戦争という単語を聞いて、俺は身体を動かせなくなった。まるで、不意に、それこそピストルの発砲音か手榴弾の爆発でも聴いたかのように固まってしまった。うなじにジトリと汗を感じた。
しかし、爺さんの話を聞く女性は身じろぎもせずじっと爺さんを見つめてる。
「もう帰ってきて、結構経つのになかなかようなりゃせん。どうなってもうたんかねえ」
「息子さんも、南方で?」
「そうじゃ。ただ聞いた話じゃとそんなにひどい目におうた人たちはいないみたいじゃねえ。わしの息子は仕方ないとはいえやりきれんね」
「ちゃんと、役所に手続きして補償は毎月貰ってる? もし貰ってないなら、私、手伝いますよ」
「ありがとう。でも、ちゃんと貰ってるよ。復員兵の人たちで互助会みたいなのがあってね」
「南方諸島紛争退役軍人会」
その女性は爺さんに確かめるように言った。
「そう。そこでなんとか息子とわしの面倒をみてもろうてる」
「そうなんだ。大変だね」
女性の声は淡々としていた。けれど、決しててきとうに答えたとかではなく、その女性の強い信念を俺に感じさせた。
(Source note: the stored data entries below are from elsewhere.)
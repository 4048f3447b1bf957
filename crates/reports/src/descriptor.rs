//! Static type descriptors.
//!
//! A descriptor carries the metadata a report type declares about itself:
//! the report marker (with an optional explicit key), a category, a display
//! name and a required permission. Types without the report marker may still
//! be described; the indexer skips them.

use std::any::TypeId;

/// Report marker on a type descriptor.
#[derive(Debug, Clone, Copy, PartialEq, Eq, Default)]
pub struct ReportAttr {
	/// Explicit report key. When absent the type's path is used.
	pub key: Option<&'static str>,
}

/// Compile-time description of a type.
#[derive(Clone, Copy)]
pub struct TypeDescriptor {
	type_name: fn() -> &'static str,
	type_id: fn() -> TypeId,
	/// Report marker, if the type is a report.
	pub report: Option<ReportAttr>,
	/// Category key (`/`-separated).
	pub category: Option<&'static str>,
	/// Display name.
	pub display_name: Option<&'static str>,
	/// Permission required to view the report.
	pub required_permission: Option<&'static str>,
}

impl TypeDescriptor {
	/// Creates an unmarked descriptor for `T`.
	pub const fn of<T: 'static>() -> Self {
		Self {
			type_name: std::any::type_name::<T>,
			type_id: TypeId::of::<T>,
			report: None,
			category: None,
			display_name: None,
			required_permission: None,
		}
	}

	/// Marks the type as a report keyed by its type path.
	pub const fn with_report(mut self) -> Self {
		self.report = Some(ReportAttr { key: None });
		self
	}

	/// Marks the type as a report with an explicit key.
	pub const fn with_report_key(mut self, key: &'static str) -> Self {
		self.report = Some(ReportAttr { key: Some(key) });
		self
	}

	pub const fn with_category(mut self, category: &'static str) -> Self {
		self.category = Some(category);
		self
	}

	pub const fn with_display_name(mut self, name: &'static str) -> Self {
		self.display_name = Some(name);
		self
	}

	pub const fn with_required_permission(mut self, permission: &'static str) -> Self {
		self.required_permission = Some(permission);
		self
	}

	/// Fully-qualified path of the described type.
	#[inline]
	pub fn type_name(&self) -> &'static str {
		(self.type_name)()
	}

	#[inline]
	pub fn type_id(&self) -> TypeId {
		(self.type_id)()
	}

	/// Returns true if the type carries the report marker.
	#[inline]
	pub fn is_report(&self) -> bool {
		self.report.is_some()
	}
}

impl core::fmt::Debug for TypeDescriptor {
	fn fmt(&self, f: &mut core::fmt::Formatter<'_>) -> core::fmt::Result {
		f.debug_struct("TypeDescriptor")
			.field("type_name", &self.type_name())
			.field("report", &self.report)
			.field("category", &self.category)
			.field("display_name", &self.display_name)
			.field("required_permission", &self.required_permission)
			.finish()
	}
}

/// Inventory wrapper collecting descriptors submitted by [`report!`](crate::report).
pub struct DescriptorReg(pub &'static TypeDescriptor);
inventory::collect!(DescriptorReg);

impl DescriptorReg {
	/// Returns the static descriptor.
	#[inline]
	pub fn def(&self) -> &'static TypeDescriptor {
		self.0
	}
}
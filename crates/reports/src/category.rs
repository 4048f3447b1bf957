//! Report categories.
//!
//! Category keys are hierarchical, with segments separated by `/`. Matching
//! ignores case: `"sales"` selects `"Sales"` and every category below it,
//! such as `"Sales/Detail"`, but not a sibling like `"SalesArchive"`.

use crate::services::TextLocalizer;

/// Separator between category key segments.
pub const SEPARATOR: char = '/';

/// Localization prefix for category titles.
pub const DEFAULT_TITLE_PREFIX: &str = "Report.Category.";

/// A report category with its resolved display title.
#[derive(Debug, Clone, PartialEq, Eq)]
pub struct Category {
	/// Hierarchical key; empty for the root category.
	pub key: &'static str,
	/// Localized title, or the last key segment.
	pub title: String,
}

impl Category {
	/// Creates a category, resolving its title through `localizer`.
	pub fn new(key: Option<&'static str>, localizer: &dyn TextLocalizer, prefix: &str) -> Self {
		let key = key.unwrap_or("");
		Self {
			key,
			title: resolve_category_title(Some(key), localizer, prefix),
		}
	}

	/// Returns true if this category is `query` or lies below it.
	#[inline]
	pub fn is_within(&self, query: &str) -> bool {
		key_matches(self.key, query)
	}
}

/// Resolves the display title for a category key.
///
/// Looks up `prefix` followed by the key with `/` replaced by `.`. When the
/// localizer has no text, the last key segment is used.
pub fn resolve_category_title(
	key: Option<&str>,
	localizer: &dyn TextLocalizer,
	prefix: &str,
) -> String {
	let key = key.unwrap_or("");
	let resource = format!("{prefix}{}", key.replace(SEPARATOR, "."));
	if let Some(title) = localizer.try_get(&resource) {
		return title;
	}
	match key.rfind(SEPARATOR) {
		Some(idx) => key[idx + SEPARATOR.len_utf8()..].to_owned(),
		None => key.to_owned(),
	}
}

/// Returns true if `key` equals `query` or starts with `query/`, ignoring case.
///
/// An empty query matches every key.
pub fn key_matches(key: &str, query: &str) -> bool {
	if query.is_empty() {
		return true;
	}
	let key = key.to_lowercase();
	let query = query.to_lowercase();
	key == query
		|| key
			.strip_prefix(query.as_str())
			.is_some_and(|rest| rest.starts_with(SEPARATOR))
}
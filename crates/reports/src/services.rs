//! Collaborator interfaces supplied by the host application.

use thiserror::Error;

/// Failure raised by a [`PermissionService`] when validation is refused.
#[derive(Error, Debug, Clone, PartialEq, Eq)]
#[non_exhaustive]
pub enum PermissionError {
	/// The caller lacks the named permission.
	#[error("access denied: missing permission {permission:?}")]
	Denied {
		/// Permission that was checked.
		permission: String,
		/// Localized message supplied by the service, if any.
		message: Option<String>,
	},
	/// No caller identity is available.
	#[error("access denied: not authenticated")]
	NotAuthenticated,
}

/// Answers permission questions for the current caller.
pub trait PermissionService {
	/// Returns true if the caller holds `permission`.
	fn has_permission(&self, permission: &str) -> bool;

	/// Validates that the caller holds `permission`.
	///
	/// The failure policy belongs to the implementation; the default refuses
	/// with [`PermissionError::Denied`] whenever
	/// [`has_permission`](Self::has_permission) is false.
	fn validate_permission(
		&self,
		permission: &str,
		localizer: &dyn TextLocalizer,
	) -> Result<(), PermissionError> {
		if self.has_permission(permission) {
			return Ok(());
		}
		Err(PermissionError::Denied {
			permission: permission.to_owned(),
			message: localizer.try_get("Authorization.AccessDenied"),
		})
	}
}

/// Resolves localized text by resource key.
pub trait TextLocalizer {
	fn try_get(&self, key: &str) -> Option<String>;
}

/// Localizer that knows no texts.
#[derive(Debug, Clone, Copy, Default)]
pub struct NoLocalizer;

impl TextLocalizer for NoLocalizer {
	fn try_get(&self, _key: &str) -> Option<String> {
		None
	}
}

impl<S: ::std::hash::BuildHasher> TextLocalizer for std::collections::HashMap<String, String, S> {
	fn try_get(&self, key: &str) -> Option<String> {
		self.get(key).cloned()
	}
}

impl<F> PermissionService for F
where
	F: Fn(&str) -> bool,
{
	fn has_permission(&self, permission: &str) -> bool {
		self(permission)
	}
}
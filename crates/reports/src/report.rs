//! Reports derived from type descriptors.

use std::any::TypeId;
use std::cmp::Ordering;

use crate::category::Category;
use crate::descriptor::TypeDescriptor;

/// Permission recorded when a report declares an empty permission.
pub const EMPTY_PERMISSION_PLACEHOLDER: &str = "?";

/// Handle to the type a report was derived from.
#[derive(Debug, Clone, Copy, PartialEq, Eq, Hash)]
pub struct TypeHandle {
	/// Fully-qualified type path.
	pub name: &'static str,
	pub id: TypeId,
}

impl TypeHandle {
	pub fn of(desc: &TypeDescriptor) -> Self {
		Self {
			name: desc.type_name(),
			id: desc.type_id(),
		}
	}
}

/// A discovered report.
#[derive(Debug, Clone, PartialEq, Eq)]
pub struct Report {
	/// Origin type.
	pub ty: TypeHandle,
	/// Unique key.
	pub key: &'static str,
	/// Display title.
	pub title: Option<&'static str>,
	pub category: Category,
	/// Required permission; `None` means unrestricted.
	pub permission: Option<&'static str>,
}

impl Report {
	/// Derives a report from a descriptor filed under `category`.
	///
	/// Callers check [`TypeDescriptor::is_report`] first; the marker only
	/// contributes the explicit key here.
	pub fn new(desc: &TypeDescriptor, category: Category) -> Self {
		Self {
			ty: TypeHandle::of(desc),
			key: report_key(desc),
			title: desc.display_name,
			category,
			permission: report_permission(desc),
		}
	}

	/// Title used for ordering; absent titles sort as empty.
	#[inline]
	pub fn sort_title(&self) -> &str {
		self.title.unwrap_or("")
	}

	/// Orders reports by title, comparing UTF-16 code units.
	///
	/// Differs from `str::cmp` only between characters in U+E000..=U+FFFF
	/// and characters above U+FFFF: surrogate pairs sort below the former.
	pub fn cmp_title(&self, other: &Self) -> Ordering {
		self.sort_title()
			.encode_utf16()
			.cmp(other.sort_title().encode_utf16())
	}

	/// Returns true if the report has no permission requirement.
	#[inline]
	pub fn is_unrestricted(&self) -> bool {
		self.permission.is_none()
	}
}

/// Explicit report key, else the type path.
pub fn report_key(desc: &TypeDescriptor) -> &'static str {
	desc.report
		.and_then(|attr| attr.key)
		.unwrap_or_else(|| desc.type_name())
}

/// Required permission with empty values replaced by the placeholder.
pub fn report_permission(desc: &TypeDescriptor) -> Option<&'static str> {
	desc.required_permission.map(|perm| {
		if perm.is_empty() {
			EMPTY_PERMISSION_PLACEHOLDER
		} else {
			perm
		}
	})
}

#[cfg(test)]
mod tests {
	use super::*;
	use crate::category::DEFAULT_TITLE_PREFIX;
	use crate::services::NoLocalizer;

	struct Keyed;
	struct Unkeyed;

	static KEYED: TypeDescriptor = TypeDescriptor::of::<Keyed>()
		.with_report_key("keyed")
		.with_display_name("Keyed report")
		.with_required_permission("");
	static UNKEYED: TypeDescriptor = TypeDescriptor::of::<Unkeyed>().with_report();

	fn root() -> Category {
		Category::new(None, &NoLocalizer, DEFAULT_TITLE_PREFIX)
	}

	#[test]
	fn explicit_key_wins() {
		let report = Report::new(&KEYED, root());
		assert_eq!(report.key, "keyed");
		assert_eq!(report.title, Some("Keyed report"));
		assert_eq!(report.ty.id, TypeId::of::<Keyed>());
	}

	#[test]
	fn missing_key_uses_type_path() {
		let report = Report::new(&UNKEYED, root());
		assert_eq!(report.key, std::any::type_name::<Unkeyed>());
		assert_eq!(report.title, None);
		assert_eq!(report.sort_title(), "");
		assert!(report.is_unrestricted());
	}

	#[test]
	fn empty_permission_becomes_placeholder() {
		let report = Report::new(&KEYED, root());
		assert_eq!(report.permission, Some(EMPTY_PERMISSION_PLACEHOLDER));
		assert!(!report.is_unrestricted());
	}

	#[test]
	fn titles_compare_by_utf16_code_units() {
		static PRIVATE_USE: TypeDescriptor = TypeDescriptor::of::<Keyed>()
			.with_report()
			.with_display_name("\u{E000}");
		static EMOJI: TypeDescriptor = TypeDescriptor::of::<Unkeyed>()
			.with_report()
			.with_display_name("\u{1F600}");

		let private_use = Report::new(&PRIVATE_USE, root());
		let emoji = Report::new(&EMOJI, root());
		let untitled = Report::new(&UNKEYED, root());

		assert!(private_use.sort_title() < emoji.sort_title());
		assert_eq!(emoji.cmp_title(&private_use), Ordering::Less);
		assert_eq!(untitled.cmp_title(&emoji), Ordering::Less);
		assert_eq!(untitled.cmp_title(&untitled), Ordering::Equal);
	}
}
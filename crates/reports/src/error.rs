use thiserror::Error;

use crate::services::PermissionError;

/// Errors raised by the report registry.
#[derive(Error, Debug)]
#[non_exhaustive]
pub enum RegistryError {
	/// A required collaborator was not supplied to the builder.
	#[error("missing collaborator: {0}")]
	MissingCollaborator(&'static str),
	/// A report was requested but no reports are registered.
	#[error("invalid argument: report index is empty, no report types were registered")]
	EmptyIndex,
	/// The permission service refused access.
	#[error(transparent)]
	Permission(#[from] PermissionError),
	/// Registry configuration could not be parsed.
	#[error("invalid registry config: {0}")]
	Config(#[from] toml::de::Error),
}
奥の診察室から、医師がやってきた。東藤さん、と女性に声をかけた。
東藤と呼ばれたその女性は医師に向かって頭を下げた。
「それじゃあ、私、行くわ。お爺さん、私こう見えて公務員なの、もし困ったことがあったら力になれるかもしれない。何かあったら連絡してね」
そう言って、爺さんに名刺を渡した。
爺さんは女性にありがとうと微笑んで頭を下げた。
女性は爺さんのそんな姿を見ると微笑みを返し、医師と話しながら、俺の横を通り過ぎていった。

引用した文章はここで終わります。